• [INSTRUCTIONS FOR THE TASK]: Output only the lines below that start at the line containing "self.play(dest)" and end at the line containing "has no legal", with both ends kept.

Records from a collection
//! The game engine: board, rules and turn state for a single game.

use im::Vector;
use log::{debug, info, trace, warn};

use super::state::{MoveRecord, TurnState};
use crate::board::Board;
use crate::core::{DogConfig, FirstPlayer, GameRng, Player, PlayerId, Point};
use crate::error::{DogError, DogResult};
use crate::rules::{DestinationSet, DogRules, GameOutcome, RulesEngine};

/// A game of Dog from first move to game over.
///
/// The loss check runs whenever a player's turn begins, so a player who
/// cannot move loses without ever being asked for a move.
///
/// ## Example
///
/// ```
/// use dog_game::core::{PlayerId, Point};
/// use dog_game::games::dog::GameBuilder;
///
/// let mut game = GameBuilder::new()
///     .size(3)
///     .first_player(PlayerId::FIRST)
///     .build()
///     .unwrap();
///
/// let record = game.play_movestring("NE").unwrap();
/// assert_eq!(record.to, Point::new(1, 1));
/// assert_eq!(game.current_player(), Some(PlayerId::SECOND));
/// ```
#[derive(Clone, Debug)]
pub struct Game {
    rules: DogRules,
    board: Board,
    state: TurnState,
    history: Vector<MoveRecord>,
    seed: u64,
}

/// Builder for creating a `Game`.
#[derive(Clone, Debug, Default)]
pub struct GameBuilder {
    config: DogConfig,
    seed: Option<u64>,
}

impl GameBuilder {
    pub fn new() -> Self {
        Self::default()
    }

    /// Start from an existing configuration.
    pub fn from_config(config: DogConfig) -> Self {
        Self {
            config,
            ..Self::default()
        }
    }

    pub fn size(mut self, size: usize) -> Self {
        self.config.size = size;
        self
    }

    pub fn player_names(mut self, first: impl Into<String>, second: impl Into<String>) -> Self {
        self.config.player_names[PlayerId::FIRST] = first.into();
        self.config.player_names[PlayerId::SECOND] = second.into();
        self
    }

    pub fn symbols(mut self, first: char, second: char) -> Self {
        self.config = self.config.with_symbols(first, second);
        self
    }

    /// Skip the coin flip and let `player` move first.
    pub fn first_player(mut self, player: PlayerId) -> Self {
        self.config = self.config.with_first_player(player);
        self
    }

    /// Seed the coin flip. Without a seed the OS supplies one.
    pub fn seed(mut self, seed: u64) -> Self {
        self.seed = Some(seed);
        self
    }

    /// Validate the configuration and set up the board.
    pub fn build(self) -> DogResult<Game> {
        let mut rng = match self.seed {
            Some(seed) => GameRng::new(seed),
            None => GameRng::from_entropy(),
        };
        Game::from_config(self.config, &mut rng)
    }
}

impl Game {
    /// New game with default glyphs and a random first player.
    pub fn new(size: usize, first: impl Into<String>, second: impl Into<String>) -> DogResult<Self> {
        GameBuilder::new().size(size).player_names(first, second).build()
    }

    /// New game from a configuration, flipping the coin with `rng` if needed.
    pub fn from_config(config: DogConfig, rng: &mut GameRng) -> DogResult<Self> {
        config.validate()?;
        if !config.is_playable() {
            warn!("board size {} leaves no room to move; the game ends at once", config.size);
        }

        let first = match config.first_player {
            FirstPlayer::Random => rng.coin_flip(),
            FirstPlayer::Fixed(player) => player,
        };

        let mut game = Self {
            rules: DogRules::new(),
            board: Board::from_config(&config),
            state: TurnState::AwaitingMove(first),
            history: Vector::new(),
            seed: rng.seed(),
        };
        info!(
            "new {}x{} game: {} vs {}, {} moves first",
            config.size,
            config.size,
            config.player_names[PlayerId::FIRST],
            config.player_names[PlayerId::SECOND],
            first
        );
        game.begin_turn(first);

        Ok(game)
    }

    // === Queries ===

    /// Current turn state.
    #[must_use]
    pub fn state(&self) -> TurnState {
        self.state
    }

    /// Whether the game has ended.
    #[must_use]
    pub fn is_over(&self) -> bool {
        self.state.is_over()
    }

    /// The player to move, or `None` once the game is over.
    #[must_use]
    pub fn current_player(&self) -> Option<PlayerId> {
        self.state.current_player()
    }

    /// Winner and loser, once the game is over.
    #[must_use]
    pub fn outcome(&self) -> Option<GameOutcome> {
        self.state.outcome()
    }

    /// A player by ID.
    #[must_use]
    pub fn player(&self, id: PlayerId) -> &Player {
        self.board.player(id)
    }

    /// The board, for rendering.
    #[must_use]
    pub fn board(&self) -> &Board {
        &self.board
    }

    /// The rules in force.
    #[must_use]
    pub fn rules(&self) -> &DogRules {
        &self.rules
    }

    /// Seed of the RNG the game was created with.
    #[must_use]
    pub fn seed(&self) -> u64 {
        self.seed
    }

    /// Successful moves so far, oldest first.
    #[must_use]
    pub fn history(&self) -> &Vector<MoveRecord> {
        &self.history
    }

    /// Legal destinations of the player to move; empty once the game is over.
    #[must_use]
    pub fn legal_destinations(&self) -> DestinationSet {
        self.current_player()
            .map(|player| self.legal_destinations_for(player))
            .unwrap_or_default()
    }

    /// Legal destinations of `player` on the current board, whoever's turn it is.
    #[must_use]
    pub fn legal_destinations_for(&self, player: PlayerId) -> DestinationSet {
        self.rules.legal_destinations(&self.board, player)
    }

    /// Whether `player` could move to `dest` on the current board.
    #[must_use]
    pub fn is_legal(&self, player: PlayerId, dest: Point) -> bool {
        self.rules.is_legal(&self.board, player, dest)
    }

    /// Legal moves of the player to move as `(move string, destination)`,
    /// in move-table order.
    #[must_use]
    pub fn legal_moves(&self) -> Vec<(&str, Point)> {
        let Some(player) = self.current_player() else {
            return Vec::new();
        };
        let origin = self.player(player).position();

        self.rules
            .moves()
            .entries()
            .map(|entry| (entry.name.as_str(), origin + entry.displacement))
            .filter(|&(_, dest)| self.is_legal(player, dest))
            .collect()
    }

    // === Commands ===

    /// Destination of `token` for the player to move.
    ///
    /// Fails with `InvalidMovestring` for malformed tokens; the destination
    /// itself is not checked for legality.
    pub fn resolve(&self, token: &str) -> DogResult<Point> {
        let player = self.current_player().ok_or(DogError::GameAlreadyOver)?;
        self.rules.resolve(&self.board, player, token)
    }

    /// Play a move string for the player to move.
    pub fn play_movestring(&mut self, token: &str) -> DogResult<MoveRecord> {
        let dest = self.resolve(token)?;
        self.play(dest)
    }

    /// Move the player to move to `dest`.
    pub fn play(&mut self, dest: Point) -> DogResult<MoveRecord> {
        let player = self.current_player().ok_or(DogError::GameAlreadyOver)?;
        self.move_player(player, dest)
    }

    /// Move `player` to `dest`.
    ///
    /// On success the vacated cell is burned, the move is recorded and the
    /// turn passes to the opponent (or the game ends if they cannot move).
    /// On failure nothing changes and the same player is still to move.
    pub fn move_player(&mut self, player: PlayerId, dest: Point) -> DogResult<MoveRecord> {
        match self.state {
            TurnState::GameOver(_) => return Err(DogError::GameAlreadyOver),
            TurnState::AwaitingMove(current) if current != player => {
                trace!("{} tried to move out of turn", player);
                return Err(DogError::NotYourTurn(player));
            }
            TurnState::AwaitingMove(_) => {}
        }

        let from = self.rules.apply_move(&mut self.board, player, dest)?;

        let record = MoveRecord {
            player,
            from,
            to: dest,
            number: self.history.len() as u32 + 1,
        };
        debug!("{} ({} living cells left)", record, self.board.living_count());
        self.history.push_back(record);

        self.begin_turn(player.other());
        Ok(record)
    }

    /// Hand the turn to `player`, or end the game if they cannot move.
    fn begin_turn(&mut self, player: PlayerId) {
        self.state = match self.rules.is_terminal(&self.board, player) {
            Some(outcome) => {
                info!(
                    "{} has no legal moves; {} wins after {} moves",
                    self.player(outcome.loser).name(),
                    self.player(outcome.winner).name(),
                    self.history.len()
                );
                TurnState::GameOver(outcome)
            }
            None => {
                debug!("{} to move", player);
                TurnState::AwaitingMove(player)
            }
        };
    }
}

• [EXERCISE RESPONSE]:
        self.play(dest)
    }

    /// Move the player to move to `dest`.
    pub fn play(&mut self, dest: Point) -> DogResult<MoveRecord> {
        let player = self.current_player().ok_or(DogError::GameAlreadyOver)?;
        self.move_player(player, dest)
    }

    /// Move `player` to `dest`.
    ///
    /// On success the vacated cell is burned, the move is recorded and the
    /// turn passes to the opponent (or the game ends if they cannot move).
    /// On failure nothing changes and the same player is still to move.
    pub fn move_player(&mut self, player: PlayerId, dest: Point) -> DogResult<MoveRecord> {
        match self.state {
            TurnState::GameOver(_) => return Err(DogError::GameAlreadyOver),
            TurnState::AwaitingMove(current) if current != player => {
                trace!("{} tried to move out of turn", player);
                return Err(DogError::NotYourTurn(player));
            }
            TurnState::AwaitingMove(_) => {}
        }

        let from = self.rules.apply_move(&mut self.board, player, dest)?;

        let record = MoveRecord {
            player,
            from,
            to: dest,
            number: self.history.len() as u32 + 1,
        };
        debug!("{} ({} living cells left)", record, self.board.living_count());
        self.history.push_back(record);

        self.begin_turn(player.other());
        Ok(record)
    }

    /// Hand the turn to `player`, or end the game if they cannot move.
    fn begin_turn(&mut self, player: PlayerId) {
        self.state = match self.rules.is_terminal(&self.board, player) {
            Some(outcome) => {
                info!(
                    "{} has no legal moves; {} wins after {} moves",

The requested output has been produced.